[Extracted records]
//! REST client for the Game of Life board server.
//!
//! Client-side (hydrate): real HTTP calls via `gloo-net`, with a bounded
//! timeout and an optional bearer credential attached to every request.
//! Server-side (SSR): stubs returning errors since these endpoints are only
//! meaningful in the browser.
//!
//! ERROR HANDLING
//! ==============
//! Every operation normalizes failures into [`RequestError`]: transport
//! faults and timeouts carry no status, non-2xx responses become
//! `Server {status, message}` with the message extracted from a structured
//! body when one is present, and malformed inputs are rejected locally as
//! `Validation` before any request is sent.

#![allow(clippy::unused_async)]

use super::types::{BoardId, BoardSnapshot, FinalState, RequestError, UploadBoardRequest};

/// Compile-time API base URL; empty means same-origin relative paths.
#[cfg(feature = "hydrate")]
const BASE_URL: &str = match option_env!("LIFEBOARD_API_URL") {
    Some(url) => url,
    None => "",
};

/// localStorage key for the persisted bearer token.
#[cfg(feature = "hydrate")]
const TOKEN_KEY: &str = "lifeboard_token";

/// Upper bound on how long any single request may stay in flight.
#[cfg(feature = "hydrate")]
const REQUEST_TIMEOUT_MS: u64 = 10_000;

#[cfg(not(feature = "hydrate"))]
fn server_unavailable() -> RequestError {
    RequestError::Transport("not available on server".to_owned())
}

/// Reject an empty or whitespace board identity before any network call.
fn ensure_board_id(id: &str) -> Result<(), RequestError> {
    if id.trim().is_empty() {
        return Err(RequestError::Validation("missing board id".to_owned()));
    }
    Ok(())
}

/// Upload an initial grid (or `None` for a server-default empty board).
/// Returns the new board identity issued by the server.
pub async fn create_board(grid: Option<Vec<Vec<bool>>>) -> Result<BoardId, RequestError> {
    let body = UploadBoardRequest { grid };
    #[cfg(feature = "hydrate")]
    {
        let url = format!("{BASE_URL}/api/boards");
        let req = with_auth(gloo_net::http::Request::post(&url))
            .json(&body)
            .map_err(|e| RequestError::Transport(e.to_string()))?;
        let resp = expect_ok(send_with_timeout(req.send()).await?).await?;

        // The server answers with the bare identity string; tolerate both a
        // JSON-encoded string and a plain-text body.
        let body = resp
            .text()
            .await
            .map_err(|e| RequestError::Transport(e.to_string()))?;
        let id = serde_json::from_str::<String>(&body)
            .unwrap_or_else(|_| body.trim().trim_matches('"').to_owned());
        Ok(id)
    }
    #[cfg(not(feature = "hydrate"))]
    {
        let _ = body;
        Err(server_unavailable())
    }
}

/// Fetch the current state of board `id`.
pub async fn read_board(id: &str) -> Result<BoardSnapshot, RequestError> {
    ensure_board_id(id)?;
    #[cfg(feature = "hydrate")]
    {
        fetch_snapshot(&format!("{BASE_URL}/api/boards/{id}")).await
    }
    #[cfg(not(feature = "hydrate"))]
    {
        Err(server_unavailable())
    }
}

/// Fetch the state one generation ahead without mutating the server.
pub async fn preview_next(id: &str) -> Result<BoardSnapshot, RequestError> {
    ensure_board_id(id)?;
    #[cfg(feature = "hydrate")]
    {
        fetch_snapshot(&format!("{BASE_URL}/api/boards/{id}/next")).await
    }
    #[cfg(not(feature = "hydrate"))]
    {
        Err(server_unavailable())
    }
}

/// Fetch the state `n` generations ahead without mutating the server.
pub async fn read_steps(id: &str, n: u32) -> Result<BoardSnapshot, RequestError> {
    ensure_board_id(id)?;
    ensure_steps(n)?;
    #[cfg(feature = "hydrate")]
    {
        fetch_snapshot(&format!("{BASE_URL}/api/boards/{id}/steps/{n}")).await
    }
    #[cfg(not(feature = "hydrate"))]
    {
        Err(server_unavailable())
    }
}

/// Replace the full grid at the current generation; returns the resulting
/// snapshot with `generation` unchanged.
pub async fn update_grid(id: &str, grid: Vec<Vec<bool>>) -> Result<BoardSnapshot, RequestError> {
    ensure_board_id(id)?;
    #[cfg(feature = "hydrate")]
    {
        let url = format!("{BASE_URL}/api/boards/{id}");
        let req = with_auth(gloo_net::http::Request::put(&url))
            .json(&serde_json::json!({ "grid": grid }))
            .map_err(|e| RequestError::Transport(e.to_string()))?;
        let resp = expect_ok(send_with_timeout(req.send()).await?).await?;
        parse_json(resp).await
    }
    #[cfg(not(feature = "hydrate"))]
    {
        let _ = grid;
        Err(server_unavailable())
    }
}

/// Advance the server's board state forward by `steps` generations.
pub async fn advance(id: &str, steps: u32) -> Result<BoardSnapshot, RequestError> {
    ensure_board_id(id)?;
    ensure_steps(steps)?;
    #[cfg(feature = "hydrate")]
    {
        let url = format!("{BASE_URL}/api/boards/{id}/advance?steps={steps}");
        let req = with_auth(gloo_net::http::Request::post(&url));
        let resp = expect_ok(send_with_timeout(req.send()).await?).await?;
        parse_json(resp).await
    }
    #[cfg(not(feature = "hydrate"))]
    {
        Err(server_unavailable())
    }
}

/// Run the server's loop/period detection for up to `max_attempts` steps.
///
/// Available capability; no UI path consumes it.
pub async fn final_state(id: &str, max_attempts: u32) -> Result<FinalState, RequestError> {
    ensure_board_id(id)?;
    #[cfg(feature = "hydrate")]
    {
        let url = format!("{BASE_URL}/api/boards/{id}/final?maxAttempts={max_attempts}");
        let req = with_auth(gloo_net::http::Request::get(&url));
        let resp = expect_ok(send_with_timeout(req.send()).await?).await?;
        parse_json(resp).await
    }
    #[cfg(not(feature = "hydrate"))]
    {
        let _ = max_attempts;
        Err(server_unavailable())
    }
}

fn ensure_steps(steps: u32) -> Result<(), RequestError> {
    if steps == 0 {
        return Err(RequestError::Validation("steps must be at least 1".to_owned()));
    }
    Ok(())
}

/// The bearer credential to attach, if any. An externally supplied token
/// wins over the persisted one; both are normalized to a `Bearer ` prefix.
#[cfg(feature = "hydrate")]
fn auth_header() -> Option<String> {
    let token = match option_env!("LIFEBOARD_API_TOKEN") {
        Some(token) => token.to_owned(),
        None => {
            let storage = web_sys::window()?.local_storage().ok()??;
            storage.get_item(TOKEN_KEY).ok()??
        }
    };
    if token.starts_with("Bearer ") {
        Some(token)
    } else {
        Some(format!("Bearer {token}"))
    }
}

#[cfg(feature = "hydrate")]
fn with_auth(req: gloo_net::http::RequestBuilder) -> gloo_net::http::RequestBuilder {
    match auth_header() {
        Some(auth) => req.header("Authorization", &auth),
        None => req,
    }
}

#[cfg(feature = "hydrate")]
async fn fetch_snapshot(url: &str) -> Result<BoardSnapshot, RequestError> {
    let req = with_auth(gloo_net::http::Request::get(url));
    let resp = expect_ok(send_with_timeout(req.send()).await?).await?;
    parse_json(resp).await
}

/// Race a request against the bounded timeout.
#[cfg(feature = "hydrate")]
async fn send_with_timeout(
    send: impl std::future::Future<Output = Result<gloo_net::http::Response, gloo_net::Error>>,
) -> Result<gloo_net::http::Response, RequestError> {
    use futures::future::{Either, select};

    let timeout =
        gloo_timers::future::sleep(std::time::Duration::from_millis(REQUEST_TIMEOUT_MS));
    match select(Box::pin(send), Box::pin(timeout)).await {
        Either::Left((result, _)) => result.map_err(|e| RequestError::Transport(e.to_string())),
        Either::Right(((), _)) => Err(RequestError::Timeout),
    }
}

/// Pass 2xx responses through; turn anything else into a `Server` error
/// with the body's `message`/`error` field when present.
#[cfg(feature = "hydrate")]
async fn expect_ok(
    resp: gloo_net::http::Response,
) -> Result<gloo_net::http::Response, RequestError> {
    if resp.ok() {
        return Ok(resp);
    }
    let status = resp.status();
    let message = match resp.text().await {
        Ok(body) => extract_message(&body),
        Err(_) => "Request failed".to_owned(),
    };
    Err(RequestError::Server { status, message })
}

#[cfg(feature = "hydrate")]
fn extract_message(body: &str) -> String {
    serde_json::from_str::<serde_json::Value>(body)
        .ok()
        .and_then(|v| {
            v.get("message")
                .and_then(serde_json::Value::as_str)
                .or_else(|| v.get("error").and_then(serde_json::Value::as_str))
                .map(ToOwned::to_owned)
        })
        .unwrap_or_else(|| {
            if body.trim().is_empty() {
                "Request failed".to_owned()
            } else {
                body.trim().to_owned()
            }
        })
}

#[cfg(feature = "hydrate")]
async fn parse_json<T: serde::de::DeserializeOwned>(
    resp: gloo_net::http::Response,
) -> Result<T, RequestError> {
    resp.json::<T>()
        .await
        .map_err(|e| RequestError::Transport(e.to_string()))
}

* * *

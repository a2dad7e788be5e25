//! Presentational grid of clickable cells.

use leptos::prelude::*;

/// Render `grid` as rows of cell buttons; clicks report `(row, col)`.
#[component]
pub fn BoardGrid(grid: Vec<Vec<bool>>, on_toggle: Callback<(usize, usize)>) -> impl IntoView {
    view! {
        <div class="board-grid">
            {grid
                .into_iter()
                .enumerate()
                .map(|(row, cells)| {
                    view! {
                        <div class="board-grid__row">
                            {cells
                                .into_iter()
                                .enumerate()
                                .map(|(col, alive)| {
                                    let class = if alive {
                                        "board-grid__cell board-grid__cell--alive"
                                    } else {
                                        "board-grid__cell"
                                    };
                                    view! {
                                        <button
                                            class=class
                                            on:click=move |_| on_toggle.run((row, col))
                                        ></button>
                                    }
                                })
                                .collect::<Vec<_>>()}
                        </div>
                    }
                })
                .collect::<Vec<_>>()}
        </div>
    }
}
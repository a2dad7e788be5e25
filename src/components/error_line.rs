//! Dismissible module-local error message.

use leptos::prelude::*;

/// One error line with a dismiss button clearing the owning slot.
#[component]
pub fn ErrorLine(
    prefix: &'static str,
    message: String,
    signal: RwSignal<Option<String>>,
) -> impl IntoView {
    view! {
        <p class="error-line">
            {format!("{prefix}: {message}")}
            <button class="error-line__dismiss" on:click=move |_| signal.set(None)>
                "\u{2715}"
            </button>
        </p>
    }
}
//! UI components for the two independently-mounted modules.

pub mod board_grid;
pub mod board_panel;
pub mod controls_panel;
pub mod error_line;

▶ [PROBLEM DESCRIPTION]
Above are the records; copy exactly the lines from the line with "storage.get_item(TOKEN_KEY).ok()??" through the line with "let req = with_auth(gloo_net::http::Request::get(url));", both included.

▶ [TASK ANSWER]
            storage.get_item(TOKEN_KEY).ok()??
        }
    };
    if token.starts_with("Bearer ") {
        Some(token)
    } else {
        Some(format!("Bearer {token}"))
    }
}

#[cfg(feature = "hydrate")]
fn with_auth(req: gloo_net::http::RequestBuilder) -> gloo_net::http::RequestBuilder {
    match auth_header() {
        Some(auth) => req.header("Authorization", &auth),
        None => req,
    }
}

#[cfg(feature = "hydrate")]
async fn fetch_snapshot(url: &str) -> Result<BoardSnapshot, RequestError> {
    let req = with_auth(gloo_net::http::Request::get(url));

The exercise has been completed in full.